我培訓回来,见母亲病情没有好转,与家人商量后便把她转到泉州市第二医院,在那里被诊断为得了“败血症”。主治医生是留日归来的副院长,这个领域的专家,我能感觉到她的用心,照理说应该很放心才对,只是病情不见好转,还日渐加重,陪护的日子是变得很难熬,感觉到各种无助和失望。病情每况愈下,医药费与日剧增,母亲不甘的眼神,医生茫然的神情,使我们心里纠结到极点,信心降到冰点。“会不会是丹热啊?”“丹热?别听那些江湖郎中瞎掰胡扯。”早就知道学院派的医生对中医的态度,尤其最不能接受民间中医的理论,鄙视中医那些治疗手段。
我们本想请土郎中偷偷进医院给诊治一下,没想到最先反对的竟是母亲本人,她对自己不中暑竟达到迷信的地步。
“还是转院吧。”专家的话犹如一记闷棍,重重地砸在我们心头。
我知道这意味着什么,只要有希望,医院轻易是不会要求转院的。母亲无助地望着我们,她不想就这样放弃,劳苦一生还没有享受就走到人生的终点,无论如何让人无法接受。“去省城看看!”匆匆办理出院手续,我们一路狂奔,在路上才得空联系著名的心血管专家陈教授,靠他的帮忙住进协和医院。由于母亲坚信是误食了一条水坝里捡来的“呆鱼”,是这条生病的鱼把病毒传染给她的,她进入医院便转到消化内科。各种检查后就是各路专家会诊,治疗方案一再修改,起起伏伏,反反复复,病情依旧不见起色。每日输液维持生命体征,医生和家属都明白这意味着什么。
“回去准备后事吧。”医院下达最无奈的、最直白的通告。
病床上,昏迷中的母亲似乎突然有了意识,眼珠子转了一下,泪珠滚了下来。
“我们回去吧!郎中说他有办法,会没事的!”
也许是有气无力,也许是求生本能使然,这一次,母亲不再反对。得到默许,我们一边办理出院手续,一边赶紧让家人联系专门对付“丹热”的土郎中。
回到家里,郎中已经等候多时,看了看眼睛,把了把脉,“拖得太久了,不过还有百分之五十的希望,手脚残疾那是不可避免的啦,以后再也干不了农活了。”“只要能保命就好。”我们众口一词齐声应答。

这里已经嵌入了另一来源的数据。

//! # synth 命令实现
//!
//! 生成合成铝参考数据并写为 extxyz；可选拟合模型并保存。
//!
//! ## 依赖关系
//! - 使用 `cli/synth.rs` 定义的参数
//! - 使用 `fixtures/`, `parsers/extxyz.rs`, `report/`
//! - 使用 `utils/output.rs`, `utils/progress.rs`

use crate::batch::BatchRunner;
use crate::cli::synth::SynthArgs;
use crate::error::Result;
use crate::fixtures;
use crate::parsers::extxyz::write_extxyz_file;
use crate::report::{error_table, export, ConfigSet};
use crate::utils::{output, progress};

/// 执行 synth 命令
pub fn execute(args: SynthArgs) -> Result<()> {
    output::print_header("Synthetic Aluminium Data");

    let runner = BatchRunner::new(args.jobs);

    let spinner = progress::create_spinner("Generating and labelling structures...");
    let data = runner.install(fixtures::fit_data)?;
    spinner.finish_and_clear();
    let data = data?;

    write_extxyz_file(&args.output, &data.fit_configs)?;
    output::print_success(&format!(
        "Wrote {} fitting configurations to {}",
        data.fit_configs.len(),
        args.output.display()
    ));

    write_extxyz_file(&args.test_output, &data.test_configs)?;
    output::print_success(&format!(
        "Wrote {} test configurations to {}",
        data.test_configs.len(),
        args.test_output.display()
    ));

    let Some(model_path) = &args.model else {
        return Ok(());
    };

    let spinner = progress::create_spinner("Fitting pair model...");
    let info = runner.install(|| {
        if args.smooth {
            fixtures::fit_model_smooth_all_info(&data)
        } else {
            fixtures::fit_model_all_info(&data)
        }
    })?;
    spinner.finish_and_clear();
    let info = info?;

    info.calc.save_json(model_path)?;
    output::print_success(&format!(
        "Wrote model with {} coefficients to {}",
        info.basis.len,
        model_path.display()
    ));

    let sets = vec![
        ConfigSet::labeled("fit", data.fit_configs.clone()),
        ConfigSet::labeled("test", data.test_configs.clone()),
    ];
    let table = error_table(&sets, &info.calc, &data.data_keys)?;
    println!("{}", export::render_table(&table));

    Ok(())
}
//! # traj 命令实现
//!
//! 从 CSV 读取轨迹量，绘制堆叠面板图并写出 `.npz` 归档。
//!
//! ## 依赖关系
//! - 使用 `cli/traj.rs` 定义的参数
//! - 使用 `plot/trajectory.rs`, `plot/archive.rs`
//! - 使用 `utils/output.rs`

use crate::cli::traj::TrajArgs;
use crate::error::{AceError, Result};
use crate::plot::{archive_path, plot_trajectory, TrajectoryData, TriggerMarker, TriggerMarkers};
use crate::utils::output;

/// 执行 traj 命令
pub fn execute(args: TrajArgs) -> Result<()> {
    output::print_header("Trajectory Plot");

    if !args.input.exists() {
        return Err(AceError::FileNotFound {
            path: args.input.display().to_string(),
        });
    }

    let data = TrajectoryData::from_csv(&args.input)?;
    output::print_info(&format!(
        "Read {} quantities: {}",
        data.len(),
        data.names().join(", ")
    ));

    let mut triggers = TriggerMarkers::new();
    for spec in &args.triggers {
        let (name, marker) = parse_trigger(spec)?;
        if data.get(&name).is_none() {
            output::print_warning(&format!("Trigger for unknown quantity '{}' ignored", name));
        }
        triggers.insert(name, marker);
    }

    let layout = plot_trajectory(&data, &triggers, &args.output, &args.log_y)?;

    for panel in &layout {
        if panel.overlays.horizontal.is_none() {
            if let Some(y) = triggers.get(&panel.name).and_then(|m| m.y) {
                output::print_skip(&format!(
                    "{}: trigger value {} is far outside the data range",
                    panel.name, y
                ));
            }
        }
    }

    output::print_success(&format!("Wrote {}", args.output.display()));
    output::print_success(&format!("Wrote {}", archive_path(&args.output).display()));
    Ok(())
}

/// 解析 `name=x,y`，x 或 y 可以留空
fn parse_trigger(spec: &str) -> Result<(String, TriggerMarker)> {
    let invalid = || AceError::InvalidArgument(format!("trigger must look like name=x,y, got '{}'", spec));

    let (name, coords) = spec.split_once('=').ok_or_else(invalid)?;
    let (x, y) = coords.split_once(',').unwrap_or((coords, ""));

    let parse = |s: &str| -> Result<Option<f64>> {
        let s = s.trim();
        if s.is_empty() {
            Ok(None)
        } else {
            s.parse().map(Some).map_err(|_| invalid())
        }
    };

    if name.trim().is_empty() {
        return Err(invalid());
    }
    Ok((
        name.trim().to_string(),
        TriggerMarker {
            x: parse(x)?,
            y: parse(y)?,
        },
    ))
}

在医院的日子,终日不进食,单靠输液维持,母亲瘦得不成样子,无法刮痧,郎中直接用针在胸口挑了几十下,挤出乌黑的瘀血,我们把煮熟的青皮鸭蛋剥开壳,趁热在胸口滚动,吸附毒气。郎中抓起早已备好的活鸡,迅速刨开鸡胸,扒出内脏,用刀背拍碎鸡肋骨,整只鸡摊开,敷贴在母亲胸口,用温热的鸡肉吸出黑乎乎的血块,约十来分钟后取下,连同鸭蛋扔进粪坑里。郎中说要是被狗吃了,那就非死不可。
郎中接着说,一般中暑丹热的病患,只需刮痧去瘀血即可,严重的病患才使这法子,敷贴一只鸡即可,我母亲病情太严重了,要敷贴三只鸡才行。说话间,母亲醒来,说是饿极了,想吃粥,一屋子人笑出泪来。丹热会导致败血症,中西医叫法不同,疗法也不一样,西医强调杀死病毒,中医侧重调理气血。
省市两院多次电话回访,对于起死回生之事啧啧称奇。
2020年6月21日清晨,母亲起床洗漱,一个趔趄就再也没有站起来,就这样安详地走了,整整多活了20年。母亲走的时候,没有一丝痛苦。也许,一生的痛苦她已经消费完了。
我很高兴的是,梦里的她健步如飞,谈笑风生,完全没有拐杖和轮椅的羁绊。人们都说天堂没有疾苦,这应该是真的。